Ca va péter.
Monsieur le Premier Ministre,
J’ai 40 ans, je suis assistant de service social. J’exerce ce métier depuis 18 ans, au sein d’une collectivité locale, dans une ville moyenne comme tant d’autres touchées par la crise. Je fais mon travail avec passion, je ne suis pas encore usé par ma fonction.
Monsieur le premier ministre, vous ne réalisez pas. Je pense que, perdu dans vos campagnes électorales, dans vos sondages déshumanisés, entourés de gens riches et bien pensants dans vos hautes sphères, vous ne voyez pas la colère qui monte. Je pense que comme beaucoup, vous la devinez sous le filtre des médias dont vous tirez les ficelles, vous en apercevez des bribes, mise sur le compte de la folie, de la délinquance, pourquoi pas d’influences extérieures a notre beau pays de paix.
La colère monte. J’ai eu peur fut un temps. Vous savez, le travailleur social en première ligne, celui qui reçoit en face de lui les gens dans le désarroi parfois total. Vous êtes vous déjà assis 5 minutes en face de quelqu’un qui avait faim, qui avait surmonté son orgueil pour demander à manger à un fonctionnaire ou à un bénévole associatif ? Je ne parle même pas d’un crédit, d’une promotion, d’un jour de congé… Je parle de pouvoir manger, quand on n’a rien dans le ventre depuis plusieurs jours.
Je vous fais le serment, Monsieur le Premier Ministre, qu’on voit la colère monter dans leurs yeux. On voit l’incompréhension, la rage, l’envie de casser pour exister. De plus en plus. Et oui, j’en ai eu peur un temps. Avec des recours possibles en baisse, quand il faut compter davantage sur l’écoute que sur des solutions concrètes faute de moyens. J’ai eu peur de me faire agresser et c’est déjà arrivé, moi l’interface avec ce système qui rend malade. J’ai eu le temps d’y réfléchir, car on en sort jamais indemne.
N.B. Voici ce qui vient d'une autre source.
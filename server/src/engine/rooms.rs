use std::sync::RwLock;

use chrono::{DateTime, Utc};
use serde::{Deserialize, Serialize};
use tracing::info;

use super::error::ChatError;
use super::validation;

/// The room every client starts in. Seeded at startup, never removed.
pub const DEFAULT_ROOM: &str = "general";

/// Room visibility.
#[derive(Debug, Clone, Copy, PartialEq, Eq, Serialize, Deserialize, Default)]
#[serde(rename_all = "lowercase")]
pub enum RoomPrivacy {
    #[default]
    Public,
    Private,
    Hidden,
}

/// Descriptor for a single chat room.
#[derive(Debug, Clone, Serialize)]
pub struct Room {
    pub id: String,
    pub name: String,
    pub privacy: RoomPrivacy,
    pub created_by: String,
    pub created_at: DateTime<Utc>,
}

/// Ordered set of room descriptors. Insertion order is what `list` returns,
/// so the backing store is a locked Vec rather than a sharded map.
pub struct RoomRegistry {
    rooms: RwLock<Vec<Room>>,
}

impl RoomRegistry {
    /// Create a registry with the default "general" room seeded.
    pub fn new() -> Self {
        let general = Room {
            id: DEFAULT_ROOM.to_string(),
            name: "General Chat".to_string(),
            privacy: RoomPrivacy::Public,
            created_by: "system".to_string(),
            created_at: Utc::now(),
        };
        Self {
            rooms: RwLock::new(vec![general]),
        }
    }

    /// Create a room, returning its derived id. An id collision silently
    /// replaces the prior descriptor in place; callers needing strict
    /// uniqueness must check `exists` first.
    pub fn create(
        &self,
        name: &str,
        privacy: RoomPrivacy,
        creator: &str,
    ) -> Result<String, ChatError> {
        validation::validate_room_name(name).map_err(ChatError::Validation)?;

        let id = slugify(name);
        let room = Room {
            id: id.clone(),
            name: name.to_string(),
            privacy,
            created_by: creator.to_string(),
            created_at: Utc::now(),
        };

        let mut rooms = self.rooms.write().unwrap();
        if let Some(existing) = rooms.iter_mut().find(|r| r.id == id) {
            *existing = room;
        } else {
            rooms.push(room);
        }
        drop(rooms);

        info!(room_id = %id, %creator, "room created");
        Ok(id)
    }

    /// All rooms in insertion order.
    pub fn list(&self) -> Vec<Room> {
        self.rooms.read().unwrap().clone()
    }

    pub fn exists(&self, room_id: &str) -> bool {
        self.rooms.read().unwrap().iter().any(|r| r.id == room_id)
    }

    pub fn get(&self, room_id: &str) -> Option<Room> {
        self.rooms
            .read()
            .unwrap()
            .iter()
            .find(|r| r.id == room_id)
            .cloned()
    }

    /// Room ids in insertion order (for broadcasts).
    pub fn ids(&self) -> Vec<String> {
        self.rooms
            .read()
            .unwrap()
            .iter()
            .map(|r| r.id.clone())
            .collect()
    }

    pub fn count(&self) -> usize {
        self.rooms.read().unwrap().len()
    }
}

impl Default for RoomRegistry {
    fn default() -> Self {
        Self::new()
    }
}

/// Derive a room id from its display name: lowercase, whitespace and
/// underscores become hyphens, everything outside [a-z0-9-] is stripped.
fn slugify(name: &str) -> String {
    name.to_lowercase()
        .chars()
        .map(|c| if c.is_whitespace() || c == '_' { '-' } else { c })
        .filter(|c| c.is_ascii_lowercase() || c.is_ascii_digit() || *c == '-')
        .collect()
}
Cette semaine, la façon dont sont traités les pseudos agresseurs d’Air France dépasse tout entendement. De retour au travail, je dois me rendre à l’évidence. Tout travailleur social que je suis, tout fonctionnaire « exemplaire » que je me dois d’être, si un jour une foule force la porte pour bruler mon administration pour ce qu’elle représente, je serais avec eux. Si je prends des coups, je saurais pourquoi. Je ne suis pas responsable, mais je saurais qu’au nom de ce que je représente, il y aura une raison. L’état, le pouvoir, le patronat, l’argent. Toutes ces hautes instances qui se moquent éperdument de la misère d’en bas, qui pense la contrôler.
J’ai presque envie de vous dire, Monsieur Le premier Ministre, que j’attends qu’une foule pousse la porte de mon administration pour défoncer mon bureau, me casser la gueule. Ce sera le signe que quelque chose se passe. Que cette colère qui gronde depuis 20 ans depuis les cités HLM a germé, et entraine enfin l’action. Qu’elle détruira sur son sillage les gardes fous dont je fais partie pour aller au cœur du changement.
Vous avez déjà vu un travailleur social qui attend que ça pète dans son bureau ? C’est triste, non ? Je vous le dis, la colère gronde, et vous n’entendez rien.